Introduction: Alzheimer’s disease (ad) is characterized by being a progressive neurological disorder that involves the accumulation of the protein Amyloid Beta (Aβ) and Tau in neurons, leading to degeneration and death of these. Causing changes in memory, brain and behavior, is a slow and installation syndrome that often goes unnoticed in the early stages. Objectives: Analyze the main gene involved in the and identify a genetic interaction network, correlating to the changes in the functions of this gene. Methodology: We used the ALZGene database to know the main gene involved in the. After identifying the gene APOE, bioinformatics, GeneMANIA, was accessed to establish relations of APOE with other genes involved in the.
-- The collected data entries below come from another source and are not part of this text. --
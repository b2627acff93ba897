//! Renderable component payloads.
//!
//! This module is owned by the presentation side of the system: commands
//! construct these values and renderers consume them. The engine itself
//! treats a [`Component`] as opaque -- it routes the enclosing output by
//! kind and never branches on anything in here.

use serde::Serialize;

/// An opaque renderable payload: an optional section heading followed by
/// a sequence of layout blocks.
#[derive(Debug, Clone, Default, Serialize)]
pub struct Component {
    #[serde(skip_serializing_if = "Option::is_none")]
    pub heading: Option<String>,
    pub blocks: Vec<Block>,
}

/// One layout block inside a component.
#[derive(Debug, Clone, Serialize)]
#[serde(tag = "type", rename_all = "snake_case")]
pub enum Block {
    /// Row of small pill labels (command names, theme names, tags).
    Chips { items: Vec<String> },
    /// A content card.
    Card(Card),
}

/// A content card: profile entries, projects, certifications, links.
#[derive(Debug, Clone, Default, Serialize)]
pub struct Card {
    pub title: String,
    #[serde(skip_serializing_if = "Option::is_none")]
    pub subtitle: Option<String>,
    #[serde(skip_serializing_if = "Option::is_none")]
    pub period: Option<String>,
    /// Small status label, e.g. "Current" on the active position.
    #[serde(skip_serializing_if = "Option::is_none")]
    pub badge: Option<String>,
    #[serde(skip_serializing_if = "Option::is_none")]
    pub body: Option<String>,
    #[serde(skip_serializing_if = "Vec::is_empty", default)]
    pub tags: Vec<String>,
    #[serde(skip_serializing_if = "Option::is_none")]
    pub link: Option<String>,
}

impl Component {
    /// Component with no heading.
    pub fn plain() -> Self {
        Self::default()
    }

    /// Component introduced by a section heading.
    pub fn with_heading(title: impl Into<String>) -> Self {
        Self {
            heading: Some(title.into()),
            blocks: Vec::new(),
        }
    }

    /// Append a chips row.
    pub fn chips(mut self, items: Vec<String>) -> Self {
        self.blocks.push(Block::Chips { items });
        self
    }

    /// Append a card.
    pub fn card(mut self, card: Card) -> Self {
        self.blocks.push(Block::Card(card));
        self
    }
}

impl Card {
    /// Card with only a title set.
    pub fn titled(title: impl Into<String>) -> Self {
        Self {
            title: title.into(),
            ..Self::default()
        }
    }
}
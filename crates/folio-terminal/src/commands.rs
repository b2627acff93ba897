//! Built-in portfolio commands.
//!
//! Content commands are mechanical renderers over the shared [`Profile`]
//! document; the only command with a side effect is `theme`, which goes
//! through [`CommandContext::set_theme`].

use std::sync::Arc;

use async_trait::async_trait;

use folio_types::error::Result;

use crate::content::{Card, Component};
use crate::interpreter::{Command, CommandContext, CommandOutput, CommandTable};
use crate::profile::Profile;

/// Canonical name of the designated clear command. The session treats a
/// resolution to this descriptor specially (history is emptied instead of
/// appended to), so aliases clear too.
pub const CLEAR_COMMAND: &str = "clear";

/// Names shown by `help`, in display order.
const HELP_CHIPS: &[&str] = &[
    "whoami",
    "experience",
    "projects",
    "skills",
    "certifications",
    "contact",
    "theme",
];

/// Register the full built-in command set over a profile document.
pub fn register_builtins(table: &mut CommandTable, profile: Arc<Profile>) {
    table.register(Arc::new(HelpCmd));
    table.register(Arc::new(ClearCmd));
    table.register(Arc::new(WhoamiCmd {
        profile: Arc::clone(&profile),
    }));
    table.register(Arc::new(ExperienceCmd {
        profile: Arc::clone(&profile),
    }));
    table.register(Arc::new(ProjectsCmd {
        profile: Arc::clone(&profile),
    }));
    table.register(Arc::new(SkillsCmd {
        profile: Arc::clone(&profile),
    }));
    table.register(Arc::new(CertificationsCmd {
        profile: Arc::clone(&profile),
    }));
    table.register(Arc::new(ContactCmd { profile }));
    table.register(Arc::new(ThemeCmd));
}

/// `help` -- chips row of the primary commands.
struct HelpCmd;

#[async_trait]
impl Command for HelpCmd {
    fn name(&self) -> &str {
        "help"
    }
    fn description(&self) -> &str {
        "Display commands"
    }
    fn aliases(&self) -> &[&str] {
        &["h", "?"]
    }
    async fn execute(
        &self,
        _args: &[String],
        _ctx: &mut CommandContext<'_>,
    ) -> Result<CommandOutput> {
        let chips = HELP_CHIPS.iter().map(|c| c.to_string()).collect();
        Ok(CommandOutput::Component(Component::plain().chips(chips)))
    }
}

/// `clear` -- the designated clear command. The output itself is empty
/// text; the history wipe happens in the session transition.
struct ClearCmd;

#[async_trait]
impl Command for ClearCmd {
    fn name(&self) -> &str {
        CLEAR_COMMAND
    }
    fn description(&self) -> &str {
        "Clear terminal"
    }
    fn aliases(&self) -> &[&str] {
        &["cls"]
    }
    async fn execute(
        &self,
        _args: &[String],
        _ctx: &mut CommandContext<'_>,
    ) -> Result<CommandOutput> {
        Ok(CommandOutput::Text(String::new()))
    }
}

/// `whoami` -- identity card, quick-info card, and tag row.
struct WhoamiCmd {
    profile: Arc<Profile>,
}

#[async_trait]
impl Command for WhoamiCmd {
    fn name(&self) -> &str {
        "whoami"
    }
    fn description(&self) -> &str {
        "About me"
    }
    fn aliases(&self) -> &[&str] {
        &["about", "bio"]
    }
    async fn execute(
        &self,
        _args: &[String],
        _ctx: &mut CommandContext<'_>,
    ) -> Result<CommandOutput> {
        let id = &self.profile.identity;
        let main = Card {
            title: id.name.clone(),
            subtitle: Some(id.title.clone()),
            body: Some(id.tagline.clone()),
            ..Card::default()
        };
        let quick = Card {
            title: "Quick Info".to_string(),
            tags: vec![id.location.clone(), id.education.clone(), id.tenure.clone()],
            ..Card::default()
        };
        Ok(CommandOutput::Component(
            Component::plain()
                .card(main)
                .card(quick)
                .chips(id.tags.clone()),
        ))
    }
}

/// `experience` -- one card per work-history entry.
struct ExperienceCmd {
    profile: Arc<Profile>,
}

#[async_trait]
impl Command for ExperienceCmd {
    fn name(&self) -> &str {
        "experience"
    }
    fn description(&self) -> &str {
        "Work history"
    }
    fn aliases(&self) -> &[&str] {
        &["exp", "work"]
    }
    async fn execute(
        &self,
        _args: &[String],
        _ctx: &mut CommandContext<'_>,
    ) -> Result<CommandOutput> {
        let mut component = Component::with_heading("Experience");
        for entry in &self.profile.experience {
            component = component.card(Card {
                title: entry.role.clone(),
                subtitle: Some(entry.organization.clone()),
                period: Some(entry.period.clone()),
                badge: Some(String::from(if entry.current { "Current" } else { "Previous" })),
                body: Some(entry.summary.clone()),
                ..Card::default()
            });
        }
        Ok(CommandOutput::Component(component))
    }
}

/// `projects` -- one linked card per project.
struct ProjectsCmd {
    profile: Arc<Profile>,
}

#[async_trait]
impl Command for ProjectsCmd {
    fn name(&self) -> &str {
        "projects"
    }
    fn description(&self) -> &str {
        "My projects"
    }
    fn aliases(&self) -> &[&str] {
        &["proj"]
    }
    async fn execute(
        &self,
        _args: &[String],
        _ctx: &mut CommandContext<'_>,
    ) -> Result<CommandOutput> {
        let mut component = Component::with_heading("Projects");
        for project in &self.profile.projects {
            component = component.card(Card {
                title: project.name.clone(),
                body: Some(project.summary.clone()),
                tags: project.tags.clone(),
                link: project.link.clone(),
                ..Card::default()
            });
        }
        Ok(CommandOutput::Component(component))
    }
}

/// `skills` -- one card per skill group, items as tags.
struct SkillsCmd {
    profile: Arc<Profile>,
}

#[async_trait]
impl Command for SkillsCmd {
    fn name(&self) -> &str {
        "skills"
    }
    fn description(&self) -> &str {
        "Tech stack"
    }
    fn aliases(&self) -> &[&str] {
        &["tech", "stack"]
    }
    async fn execute(
        &self,
        _args: &[String],
        _ctx: &mut CommandContext<'_>,
    ) -> Result<CommandOutput> {
        let mut component = Component::with_heading("Skills");
        for group in &self.profile.skill_groups {
            component = component.card(Card {
                title: group.name.clone(),
                tags: group.items.clone(),
                ..Card::default()
            });
        }
        Ok(CommandOutput::Component(component))
    }
}

/// `certifications` -- one card per certification.
struct CertificationsCmd {
    profile: Arc<Profile>,
}

#[async_trait]
impl Command for CertificationsCmd {
    fn name(&self) -> &str {
        "certifications"
    }
    fn description(&self) -> &str {
        "Certifications"
    }
    fn aliases(&self) -> &[&str] {
        &["certs"]
    }
    async fn execute(
        &self,
        _args: &[String],
        _ctx: &mut CommandContext<'_>,
    ) -> Result<CommandOutput> {
        let mut component = Component::with_heading("Certifications");
        for cert in &self.profile.certifications {
            component = component.card(Card::titled(cert.name.clone()));
        }
        Ok(CommandOutput::Component(component))
    }
}

/// `contact` -- one linked card per contact channel.
struct ContactCmd {
    profile: Arc<Profile>,
}

#[async_trait]
impl Command for ContactCmd {
    fn name(&self) -> &str {
        "contact"
    }
    fn description(&self) -> &str {
        "Contact me"
    }
    fn aliases(&self) -> &[&str] {
        &["email", "connect"]
    }
    async fn execute(
        &self,
        _args: &[String],
        _ctx: &mut CommandContext<'_>,
    ) -> Result<CommandOutput> {
        let mut component = Component::with_heading("Connect");
        for channel in &self.profile.contacts {
            component = component.card(Card {
                title: channel.label.clone(),
                body: Some(channel.value.clone()),
                link: channel.link.clone(),
                ..Card::default()
            });
        }
        Ok(CommandOutput::Component(component))
    }
}

/// `theme` -- list available themes, or switch to a named one.
struct ThemeCmd;

#[async_trait]
impl Command for ThemeCmd {
    fn name(&self) -> &str {
        "theme"
    }
    fn description(&self) -> &str {
        "Change theme"
    }
    async fn execute(
        &self,
        args: &[String],
        ctx: &mut CommandContext<'_>,
    ) -> Result<CommandOutput> {
        let Some(name) = args.first() else {
            let chips = ctx.themes().names().iter().map(|n| n.to_string()).collect();
            return Ok(CommandOutput::Component(Component::plain().chips(chips)));
        };
        if ctx.set_theme(name) {
            Ok(CommandOutput::Success(format!("✓ Theme: {name}")))
        } else {
            Ok(CommandOutput::Error(format!("✗ Unknown: {name}")))
        }
    }
}

#[cfg(test)]
mod tests {
    use super::*;
    use crate::content::Block;
    use folio_theme::ThemeRegistry;

    fn table() -> CommandTable {
        let profile = Arc::new(Profile::embedded().unwrap());
        let mut table = CommandTable::new();
        register_builtins(&mut table, profile);
        table
    }

    fn registry() -> ThemeRegistry {
        ThemeRegistry::builtin().unwrap()
    }

    async fn run(table: &CommandTable, line: &str) -> (CommandOutput, String) {
        let themes = registry();
        let mut active = themes.default_theme().clone();
        let (name, args) = crate::interpreter::parse_line(line).unwrap();
        let cmd = table.resolve(&name).unwrap();
        let mut ctx = CommandContext::new(&themes, &mut active);
        let out = cmd.execute(&args, &mut ctx).await.unwrap();
        (out, active.name.clone())
    }

    #[test]
    fn every_builtin_resolves_by_name_and_alias() {
        let table = table();
        for token in [
            "help",
            "h",
            "?",
            "clear",
            "cls",
            "whoami",
            "about",
            "bio",
            "experience",
            "exp",
            "work",
            "projects",
            "proj",
            "skills",
            "tech",
            "stack",
            "certifications",
            "certs",
            "contact",
            "email",
            "connect",
            "theme",
        ] {
            assert!(table.resolve(token).is_some(), "unresolved: {token}");
        }
    }

    #[test]
    fn work_belongs_to_experience() {
        let table = table();
        assert_eq!(table.resolve("work").unwrap().name(), "experience");
    }

    #[tokio::test]
    async fn help_lists_primary_commands() {
        let (out, _) = run(&table(), "help").await;
        let CommandOutput::Component(c) = out else {
            panic!("expected Component");
        };
        let Block::Chips { items } = &c.blocks[0] else {
            panic!("expected Chips");
        };
        assert!(items.contains(&"whoami".to_string()));
        assert!(items.contains(&"theme".to_string()));
        assert!(!items.contains(&"help".to_string()));
    }

    #[tokio::test]
    async fn clear_outputs_empty_text() {
        let (out, _) = run(&table(), "clear").await;
        match out {
            CommandOutput::Text(s) => assert!(s.is_empty()),
            other => panic!("expected Text, got {other:?}"),
        }
    }

    #[tokio::test]
    async fn whoami_renders_identity() {
        let (out, _) = run(&table(), "whoami").await;
        let CommandOutput::Component(c) = out else {
            panic!("expected Component");
        };
        let Block::Card(card) = &c.blocks[0] else {
            panic!("expected Card");
        };
        assert_eq!(card.title, "Revanth B");
    }

    #[tokio::test]
    async fn experience_cards_carry_badges() {
        let (out, _) = run(&table(), "experience").await;
        let CommandOutput::Component(c) = out else {
            panic!("expected Component");
        };
        let badges: Vec<_> = c
            .blocks
            .iter()
            .filter_map(|b| match b {
                Block::Card(card) => card.badge.as_deref(),
                Block::Chips { .. } => None,
            })
            .collect();
        assert_eq!(badges, vec!["Current", "Previous"]);
    }

    #[tokio::test]
    async fn projects_cards_are_linked() {
        let (out, _) = run(&table(), "projects").await;
        let CommandOutput::Component(c) = out else {
            panic!("expected Component");
        };
        assert_eq!(c.heading.as_deref(), Some("Projects"));
        assert_eq!(c.blocks.len(), 3);
        for block in &c.blocks {
            let Block::Card(card) = block else {
                panic!("expected Card");
            };
            assert!(card.link.is_some());
        }
    }

    #[tokio::test]
    async fn theme_without_args_lists_registry_names() {
        let (out, active) = run(&table(), "theme").await;
        let CommandOutput::Component(c) = out else {
            panic!("expected Component");
        };
        let Block::Chips { items } = &c.blocks[0] else {
            panic!("expected Chips");
        };
        assert_eq!(items, &["cyber", "matrix", "aurora", "sunset"]);
        assert_eq!(active, "cyber");
    }

    #[tokio::test]
    async fn theme_switch_success() {
        let (out, active) = run(&table(), "theme matrix").await;
        match out {
            CommandOutput::Success(s) => assert_eq!(s, "✓ Theme: matrix"),
            other => panic!("expected Success, got {other:?}"),
        }
        assert_eq!(active, "matrix");
    }

    #[tokio::test]
    async fn theme_switch_unknown_is_error_output() {
        let (out, active) = run(&table(), "theme daylight").await;
        match out {
            CommandOutput::Error(s) => assert_eq!(s, "✗ Unknown: daylight"),
            other => panic!("expected Error, got {other:?}"),
        }
        assert_eq!(active, "cyber");
    }

    #[tokio::test]
    async fn uppercase_theme_argument_is_lowercased_before_lookup() {
        // The whole line is lowercased before splitting, so this resolves.
        let (out, active) = run(&table(), "THEME SUNSET").await;
        assert!(matches!(out, CommandOutput::Success(_)));
        assert_eq!(active, "sunset");
    }
}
Results and Discussion: It was found that the APOE gene is more predominant in the mutations, and that genes that exhibit physical interaction with APOE are: APP, LCK, APOC2, VLDLR, LDLR, LRP1, PLTP, APOA2, LIPC, CNTF, APOB, SCARB1. The results showed that one of the isoforms of APOE ε4 is causing increased risk of triggering, stimulating the Aβ deposition, affecting cognitive and functional decline in patients with mild cognitive decline and triggering inflammatory Cascades that cause neurovascular dysfunction allowing the entry of toxic proteins derived from blood in the brain. High education, leisure activities and exercise can reduce the risk of and cognitive decline. The diagnosis is made based on the signs of cognitive impairment being important to the exclusion of other potential causes, such as dementia and cerebal vascular disease. Conclusion: The presence of APOE ε4 does not require the development of the disease, however, the effects of this on the brain network connectivity, memory and cognitive decline are present in the patients and cognitively normal individuals.